Roman Polanski, Martin Scorsese und Fritz Lang – welch ein Dreigestirn für einen Festivalauftakt, meint Christoph Egger. Leonardo DiCaprio und Martin Scorsese haben bei der Berlinale ihren neuen Film vorgestellt. Die Damenwelt ist begeistert, wie Anna Kessler festhält. Die verrücktesten Momente der Berlinale fanden bislang ausser Konkurrenz statt, wie Florian Keller behauptet.

Die Fremde

Am vierten Tag kommt die erste Festival-Müdigkeit.

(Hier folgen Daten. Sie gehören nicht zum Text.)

//! Participation workflow: join requests, organizer decisions and
//! self-cancellation.
//!
//! ```text
//! PENDING ─┬─▶ APPROVED ◀──▶ REJECTED
//!          ├─▶ REJECTED
//!          └─▶ (deleted, requester only)
//! ```
//!
//! Seat capacity is enforced inside the decision transaction while the event
//! row is locked, so concurrent approvals for one event are serialized and
//! `confirmed_count` always equals the number of APPROVED rows.

use async_trait::async_trait;
use futures::future::join_all;
use std::sync::Arc;
use uuid::Uuid;

use crate::domain::{Decision, Event, Participant, ParticipantDetails, ParticipantStatus};
use crate::errors::{AppError, AppResult, OptionExt};
use crate::infra::{Notifier, UnitOfWork};
use crate::types::{Paginated, PaginationParams};

#[cfg(any(test, feature = "test-utils"))]
use mockall::automock;

/// Participation service trait for dependency injection.
#[cfg_attr(any(test, feature = "test-utils"), automock)]
#[async_trait]
pub trait ParticipantService: Send + Sync {
    /// Ask to join an event. Organizers are notified.
    async fn request_join(&self, user_id: Uuid, event_id: Uuid) -> AppResult<Participant>;

    /// Approve or reject a request. Repeating a decision is a no-op.
    async fn decide(
        &self,
        organizer_id: Uuid,
        participant_id: Uuid,
        decision: Decision,
    ) -> AppResult<Participant>;

    /// Withdraw a request that is still PENDING
    async fn cancel(&self, user_id: Uuid, participant_id: Uuid) -> AppResult<()>;

    /// The caller's own requests
    async fn list_my_requests(
        &self,
        user_id: Uuid,
        status: Option<ParticipantStatus>,
        pagination: PaginationParams,
    ) -> AppResult<Paginated<ParticipantDetails>>;

    /// Requests on the organizer's live events
    async fn list_for_organizer(
        &self,
        organizer_id: Uuid,
        status: Option<ParticipantStatus>,
        pagination: PaginationParams,
    ) -> AppResult<Paginated<ParticipantDetails>>;
}

/// Concrete implementation of ParticipantService using Unit of Work.
pub struct ParticipantManager<U: UnitOfWork> {
    uow: Arc<U>,
    notifier: Arc<dyn Notifier>,
}

impl<U: UnitOfWork> ParticipantManager<U> {
    pub fn new(uow: Arc<U>, notifier: Arc<dyn Notifier>) -> Self {
        Self { uow, notifier }
    }

    async fn notify_user(&self, user_id: Uuid, subject: &str, body: &str) {
        let user = match self.uow.users().find_by_id(user_id).await {
            Ok(Some(user)) => user,
            Ok(None) => return,
            Err(e) => {
                tracing::error!(user_id = %user_id, error = %e, "Notification lookup failed");
                return;
            }
        };

        if let Err(e) = self.notifier.send(&user.email, subject, body).await {
            tracing::error!(user_id = %user_id, error = %e, "Failed to send notification");
        }
    }

    async fn notify_organizers(&self, event: &Event, requester_id: Uuid) {
        let subject = format!("New join request for {}", event.title);
        let body = format!(
            "A user has asked to join \"{}\". Review the request in your dashboard.",
            event.title
        );

        let sends = event
            .organizer_ids
            .iter()
            .map(|organizer_id| self.notify_user(*organizer_id, &subject, &body));
        join_all(sends).await;

        tracing::debug!(
            event_id = %event.id,
            requester_id = %requester_id,
            organizers = event.organizer_ids.len(),
            "Organizers notified"
        );
    }
}

#[async_trait]
impl<U: UnitOfWork> ParticipantService for ParticipantManager<U> {
    async fn request_join(&self, user_id: Uuid, event_id: Uuid) -> AppResult<Participant> {
        let event = self.uow.events().find_by_id(event_id).await?.ok_or_not_found()?;

        let participant = self
            .uow
            .participants()
            .create(Participant::request(user_id, event_id))
            .await?;

        tracing::info!(
            participant_id = %participant.id,
            user_id = %user_id,
            event_id = %event_id,
            "Join requested"
        );

        self.notify_organizers(&event, user_id).await;
        Ok(participant)
    }

    async fn decide(
        &self,
        organizer_id: Uuid,
        participant_id: Uuid,
        decision: Decision,
    ) -> AppResult<Participant> {
        let target = ParticipantStatus::from(decision);

        let participant = self
            .uow
            .participants()
            .find_by_id(participant_id)
            .await?
            .ok_or_not_found()?;
        let event = self
            .uow
            .events()
            .find_by_id(participant.event_id)
            .await?
            .ok_or_not_found()?;

        if !event.is_organizer(organizer_id) {
            return Err(AppError::Forbidden);
        }
        if participant.status == target {
            return Ok(participant);
        }

        let event_id = event.id;
        let (participant, changed) = self
            .uow
            .transaction(move |ctx| {
                Box::pin(async move {
                    let event = ctx
                        .events()
                        .find_for_update(event_id)
                        .await?
                        .ok_or_not_found()?;
                    let current = ctx
                        .participants()
                        .find_by_id(participant_id)
                        .await?
                        .ok_or_not_found()?;

                    // Decided concurrently while we waited for the lock
                    if current.status == target {
                        return Ok((current, false));
                    }

                    if target == ParticipantStatus::Approved {
                        let approved = ctx.participants().count_approved(event_id).await?;
                        if !event.has_free_seat(approved) {
                            return Err(AppError::SeatsFull);
                        }
                    }

                    let updated = ctx
                        .participants()
                        .update_status(participant_id, target)
                        .await?;

                    let approved = ctx.participants().count_approved(event_id).await?;
                    let confirmed = i32::try_from(approved)
                        .map_err(|_| AppError::internal("Approved count out of range"))?;
                    ctx.events().set_confirmed_count(event_id, confirmed).await?;

                    Ok((updated, true))
                })
            })
            .await?;

        if changed {
            tracing::info!(
                participant_id = %participant.id,
                event_id = %event_id,
                status = %participant.status,
                "Participation decided"
            );

            let subject = format!("Your request for {} was {}", event.title, participant.status);
            let body = format!(
                "Your request to join \"{}\" is now {}.",
                event.title, participant.status
            );
            self.notify_user(participant.user_id, &subject, &body).await;
        }

        Ok(participant)
    }

    async fn cancel(&self, user_id: Uuid, participant_id: Uuid) -> AppResult<()> {
        let participant = self
            .uow
            .participants()
            .find_by_id(participant_id)
            .await?
            .ok_or_not_found()?;

        if participant.user_id != user_id {
            return Err(AppError::Forbidden);
        }
        if !participant.is_pending() {
            return Err(AppError::InvalidState);
        }

        self.uow
            .transaction(move |ctx| {
                Box::pin(async move {
                    // Re-read: the row may have been withdrawn or decided meanwhile
                    let current = ctx
                        .participants()
                        .find_by_id(participant_id)
                        .await?
                        .ok_or_not_found()?;
                    if !current.is_pending() {
                        return Err(AppError::InvalidState);
                    }
                    if !ctx.participants().delete_if_pending(participant_id).await? {
                        // Lost the race for the same row
                        return match ctx.participants().find_by_id(participant_id).await? {
                            Some(_) => Err(AppError::InvalidState),
                            None => Err(AppError::NotFound),
                        };
                    }
                    Ok(())
                })
            })
            .await?;

        tracing::info!(participant_id = %participant_id, user_id = %user_id, "Request cancelled");
        Ok(())
    }

    async fn list_my_requests(
        &self,
        user_id: Uuid,
        status: Option<ParticipantStatus>,
        pagination: PaginationParams,
    ) -> AppResult<Paginated<ParticipantDetails>> {
        let PaginationParams { page, per_page } = pagination.normalized();
        let (rows, total) = self
            .uow
            .participants()
            .list_for_user(user_id, status, page, per_page)
            .await?;
        Ok(Paginated::new(rows, page, per_page, total))
    }

    async fn list_for_organizer(
        &self,
        organizer_id: Uuid,
        status: Option<ParticipantStatus>,
        pagination: PaginationParams,
    ) -> AppResult<Paginated<ParticipantDetails>> {
        let PaginationParams { page, per_page } = pagination.normalized();
        let (rows, total) = self
            .uow
            .participants()
            .list_for_organizer(organizer_id, status, page, per_page)
            .await?;
        Ok(Paginated::new(rows, page, per_page, total))
    }
}
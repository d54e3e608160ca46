//! Integration tests for API endpoints.
//!
//! These tests use mock services to test API endpoints without requiring
//! a Redis connection; the database is an in-memory SQLite used only by
//! the health check.

mod common;

use std::sync::Arc;

use axum::{
    body::{to_bytes, Body},
    http::{header, Method, Request, StatusCode},
    Router,
};
use chrono::Utc;
use serde_json::{json, Value};
use tower::ServiceExt;
use uuid::Uuid;

use eventhub_api::api::{create_router, AppState};
use eventhub_api::domain::{AccessClaims, User, UserRole};
use eventhub_api::errors::AppError;
use eventhub_api::infra::{Database, MockRateLimitStore};
use eventhub_api::services::{
    MockAuthService, MockEventService, MockParticipantService, MockUserService,
};
use eventhub_api::types::Paginated;

const PARTICIPANT_TOKEN: &str = "participant-token";
const ORGANIZER_TOKEN: &str = "organizer-token";

fn user_id() -> Uuid {
    Uuid::from_u128(0x5eed)
}

fn claims(role: UserRole) -> AccessClaims {
    let now = Utc::now().timestamp();
    AccessClaims {
        sub: user_id(),
        role,
        jti: Uuid::new_v4(),
        iat: now,
        exp: now + 900,
    }
}

/// Mocks for every collaborator of the router.
struct Mocks {
    auth: MockAuthService,
    users: MockUserService,
    events: MockEventService,
    participants: MockParticipantService,
    limiter: MockRateLimitStore,
}

impl Mocks {
    /// Known bearer tokens verify; everything else is invalid. Rate limits
    /// always allow.
    fn new() -> Self {
        let mut auth = MockAuthService::new();
        auth.expect_verify_token().returning(|token| match token {
            PARTICIPANT_TOKEN => Ok(claims(UserRole::Participant)),
            ORGANIZER_TOKEN => Ok(claims(UserRole::Organizer)),
            _ => Err(AppError::TokenInvalid),
        });

        let mut limiter = MockRateLimitStore::new();
        limiter
            .expect_check_rate_limit()
            .returning(|_, _, _| Ok((1, true)));
        limiter.expect_ping().returning(|| Ok(()));

        Self {
            auth,
            users: MockUserService::new(),
            events: MockEventService::new(),
            participants: MockParticipantService::new(),
            limiter,
        }
    }

    async fn router(self) -> Router {
        let database = Database::from_connection(common::connect().await);
        create_router(AppState {
            auth_service: Arc::new(self.auth),
            user_service: Arc::new(self.users),
            event_service: Arc::new(self.events),
            participant_service: Arc::new(self.participants),
            cache: Arc::new(self.limiter),
            database: Arc::new(database),
        })
    }
}

fn request(method: Method, uri: &str, token: Option<&str>, body: Option<Value>) -> Request<Body> {
    let mut builder = Request::builder().method(method).uri(uri);
    if let Some(token) = token {
        builder = builder.header(header::AUTHORIZATION, format!("Bearer {}", token));
    }
    match body {
        Some(body) => builder
            .header(header::CONTENT_TYPE, "application/json")
            .body(Body::from(body.to_string()))
            .unwrap(),
        None => builder.body(Body::empty()).unwrap(),
    }
}

async fn json_body(response: axum::response::Response) -> Value {
    let bytes = to_bytes(response.into_body(), usize::MAX).await.unwrap();
    serde_json::from_slice(&bytes).unwrap()
}

#[tokio::test]
async fn test_root_endpoint() {
    let app = Mocks::new().router().await;

    let response = app
        .oneshot(request(Method::GET, "/", None, None))
        .await
        .unwrap();

    assert_eq!(response.status(), StatusCode::OK);
    let bytes = to_bytes(response.into_body(), usize::MAX).await.unwrap();
    assert_eq!(&bytes[..], b"Event Hub API");
}

#[tokio::test]
async fn test_health_reports_components() {
    let app = Mocks::new().router().await;

    let response = app
        .oneshot(request(Method::GET, "/health", None, None))
        .await
        .unwrap();

    assert_eq!(response.status(), StatusCode::OK);
    let body = json_body(response).await;
    assert_eq!(body["status"], "healthy");
    assert_eq!(body["services"]["database"]["status"], "healthy");
}

#[tokio::test]
async fn test_protected_route_requires_token() {
    let app = Mocks::new().router().await;

    let response = app
        .oneshot(request(Method::GET, "/users/me", None, None))
        .await
        .unwrap();

    assert_eq!(response.status(), StatusCode::UNAUTHORIZED);
    let body = json_body(response).await;
    assert_eq!(body["error"]["code"], "UNAUTHORIZED");
}

#[tokio::test]
async fn test_invalid_token_is_rejected() {
    let app = Mocks::new().router().await;

    let response = app
        .oneshot(request(Method::GET, "/users/me", Some("forged"), None))
        .await
        .unwrap();

    assert_eq!(response.status(), StatusCode::UNAUTHORIZED);
    let body = json_body(response).await;
    assert_eq!(body["error"]["code"], "TOKEN_INVALID");
}

#[tokio::test]
async fn test_current_user_hides_password_hash() {
    let mut mocks = Mocks::new();
    mocks.users.expect_get_user().returning(|id| {
        let mut user = User::new(
            "me@example.com".into(),
            "argon2-hash".into(),
            "Me".into(),
            None,
            UserRole::Participant,
        );
        user.id = id;
        Ok(user)
    });
    let app = mocks.router().await;

    let response = app
        .oneshot(request(Method::GET, "/users/me", Some(PARTICIPANT_TOKEN), None))
        .await
        .unwrap();

    assert_eq!(response.status(), StatusCode::OK);
    let body = json_body(response).await;
    assert_eq!(body["id"], user_id().to_string());
    assert_eq!(body["email"], "me@example.com");
    assert!(body.get("password_hash").is_none());
}

#[tokio::test]
async fn test_event_listing_is_public() {
    let mut mocks = Mocks::new();
    mocks
        .events
        .expect_list_events()
        .returning(|_| Ok(Paginated::new(vec![], 1, 10, 0)));
    let app = mocks.router().await;

    let response = app
        .oneshot(request(Method::GET, "/events?filter=incoming", None, None))
        .await
        .unwrap();

    assert_eq!(response.status(), StatusCode::OK);
    let body = json_body(response).await;
    assert_eq!(body["meta"]["total"], 0);
}

#[tokio::test]
async fn test_participant_cannot_create_event() {
    let mut mocks = Mocks::new();
    mocks.events.expect_create_event().never();
    let app = mocks.router().await;

    let start = Utc::now() + chrono::Duration::days(1);
    let payload = json!({
        "title": "Rust meetup",
        "description": "Talks",
        "start_at": start,
        "end_at": start + chrono::Duration::hours(2),
        "type": "ONLINE",
        "join_link": "https://meet.example.com/rust"
    });

    let response = app
        .oneshot(request(
            Method::POST,
            "/events",
            Some(PARTICIPANT_TOKEN),
            Some(payload),
        ))
        .await
        .unwrap();

    assert_eq!(response.status(), StatusCode::FORBIDDEN);
}

#[tokio::test]
async fn test_event_creation_requires_token() {
    let app = Mocks::new().router().await;

    let response = app
        .oneshot(request(Method::POST, "/events", None, Some(json!({}))))
        .await
        .unwrap();

    assert_eq!(response.status(), StatusCode::UNAUTHORIZED);
}

#[tokio::test]
async fn test_workflow_errors_map_to_conflict() {
    let mut mocks = Mocks::new();
    mocks
        .participants
        .expect_request_join()
        .returning(|_, _| Err(AppError::AlreadyRequested));
    let app = mocks.router().await;

    let response = app
        .oneshot(request(
            Method::POST,
            "/participants",
            Some(PARTICIPANT_TOKEN),
            Some(json!({ "event_id": Uuid::new_v4() })),
        ))
        .await
        .unwrap();

    assert_eq!(response.status(), StatusCode::CONFLICT);
    let body = json_body(response).await;
    assert_eq!(body["error"]["code"], "ALREADY_REQUESTED");
}

#[tokio::test]
async fn test_decision_passes_organizer_and_status() {
    let participant_id = Uuid::new_v4();

    let mut mocks = Mocks::new();
    mocks
        .participants
        .expect_decide()
        .withf(move |organizer, id, decision| {
            *organizer == user_id()
                && *id == participant_id
                && *decision == eventhub_api::domain::Decision::Rejected
        })
        .times(1)
        .returning(|_, _, _| Err(AppError::SeatsFull));
    let app = mocks.router().await;

    let response = app
        .oneshot(request(
            Method::PUT,
            &format!("/participants/{}/status", participant_id),
            Some(ORGANIZER_TOKEN),
            Some(json!({ "status": "REJECTED" })),
        ))
        .await
        .unwrap();

    assert_eq!(response.status(), StatusCode::CONFLICT);
    let body = json_body(response).await;
    assert_eq!(body["error"]["code"], "SEATS_FULL");
}

#[tokio::test]
async fn test_register_validates_body() {
    let mut mocks = Mocks::new();
    mocks.auth.expect_register().never();
    let app = mocks.router().await;

    let response = app
        .oneshot(request(
            Method::POST,
            "/auth/register",
            None,
            Some(json!({
                "email": "not-an-email",
                "password": "secret-enough",
                "full_name": "Jane"
            })),
        ))
        .await
        .unwrap();

    assert_eq!(response.status(), StatusCode::BAD_REQUEST);
    let body = json_body(response).await;
    assert_eq!(body["error"]["code"], "VALIDATION_ERROR");
}

#[tokio::test]
async fn test_rate_limit_exceeded() {
    let mut mocks = Mocks::new();
    mocks.limiter = MockRateLimitStore::new();
    mocks
        .limiter
        .expect_check_rate_limit()
        .returning(|_, max, _| Ok((max + 1, false)));
    let app = mocks.router().await;

    let response = app
        .oneshot(request(
            Method::POST,
            "/auth/login",
            None,
            Some(json!({ "email": "a@example.com", "password": "whatever" })),
        ))
        .await
        .unwrap();

    assert_eq!(response.status(), StatusCode::TOO_MANY_REQUESTS);
    assert!(response.headers().contains_key("Retry-After"));
}

#[tokio::test]
async fn test_rate_limit_fails_closed() {
    let mut mocks = Mocks::new();
    mocks.limiter = MockRateLimitStore::new();
    mocks
        .limiter
        .expect_check_rate_limit()
        .returning(|_, _, _| Err(AppError::internal("redis down")));
    let app = mocks.router().await;

    let response = app
        .oneshot(request(Method::GET, "/users/me", Some(PARTICIPANT_TOKEN), None))
        .await
        .unwrap();

    assert_eq!(response.status(), StatusCode::TOO_MANY_REQUESTS);
}
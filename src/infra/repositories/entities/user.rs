//! User database entity for SeaORM.

use sea_orm::entity::prelude::*;

use crate::domain::{User, UserRole};

#[derive(Clone, Debug, PartialEq, Eq, DeriveEntityModel)]
#[sea_orm(table_name = "users")]
pub struct Model {
    #[sea_orm(primary_key, auto_increment = false)]
    pub id: Uuid,
    #[sea_orm(unique)]
    pub email: String,
    pub full_name: String,
    pub password_hash: String,
    pub phone: Option<String>,
    pub role: String,
    pub created_at: DateTimeUtc,
    pub updated_at: DateTimeUtc,
}

#[derive(Copy, Clone, Debug, EnumIter, DeriveRelation)]
pub enum Relation {
    #[sea_orm(has_many = "super::participant::Entity")]
    Participant,
    #[sea_orm(has_many = "super::refresh_token::Entity")]
    RefreshToken,
}

impl Related<super::participant::Entity> for Entity {
    fn to() -> RelationDef {
        Relation::Participant.def()
    }
}

impl Related<super::refresh_token::Entity> for Entity {
    fn to() -> RelationDef {
        Relation::RefreshToken.def()
    }
}

impl ActiveModelBehavior for ActiveModel {}

/// Convert database model to domain entity
impl From<Model> for User {
    fn from(model: Model) -> Self {
        let role = model.role.parse().unwrap_or_else(|_| {
            tracing::warn!(user_id = %model.id, role = %model.role, "Unknown stored role");
            UserRole::Participant
        });

        User {
            id: model.id,
            email: model.email,
            password_hash: model.password_hash,
            full_name: model.full_name,
            phone: model.phone,
            role,
            created_at: model.created_at,
            updated_at: model.updated_at,
        }
    }
}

Aber die Berlinale-Macher sind gefeit: Dem drohenden Missmut der Journalisten halten sie eine überdreht-bunte Nudelsuppenküchen-Klamotte von Zhang Yimou entgegen - und das tragikomische Neurotiker-Drama GREENBERG von Noah Baumbach, wie Andreas Borcholte (SPIEGEL) schreibt. Filme aus Dänemark, China und Rumänien im Wettbewerb hat Carmen Böker (BLZ) gesehen. Streetart-Sprayer Banksy debütiert als Filmemacher; Carmen Böker (BLZ) hat genau auf sein Werk geschaut.

Der Spielfilm DIE FREMDE handelt von familiärer Gewalt unter türkischen Migranten. Ein Gespräch mit der Regisseurin Feo Aladag führt Ines Kappert (TAZ). Ein Interview mit der deutschen Regisseurin Angela Schanelec über den Film ORLY führt Ekkehard Knörer (TAZ). Raoul Peck, Regisseur aus Haiti, spricht mit Jan Schulz-Ojala (TSP) über seine Heimat, das Erdbeben und seinen politischen Film MOLOCH TROPICAL.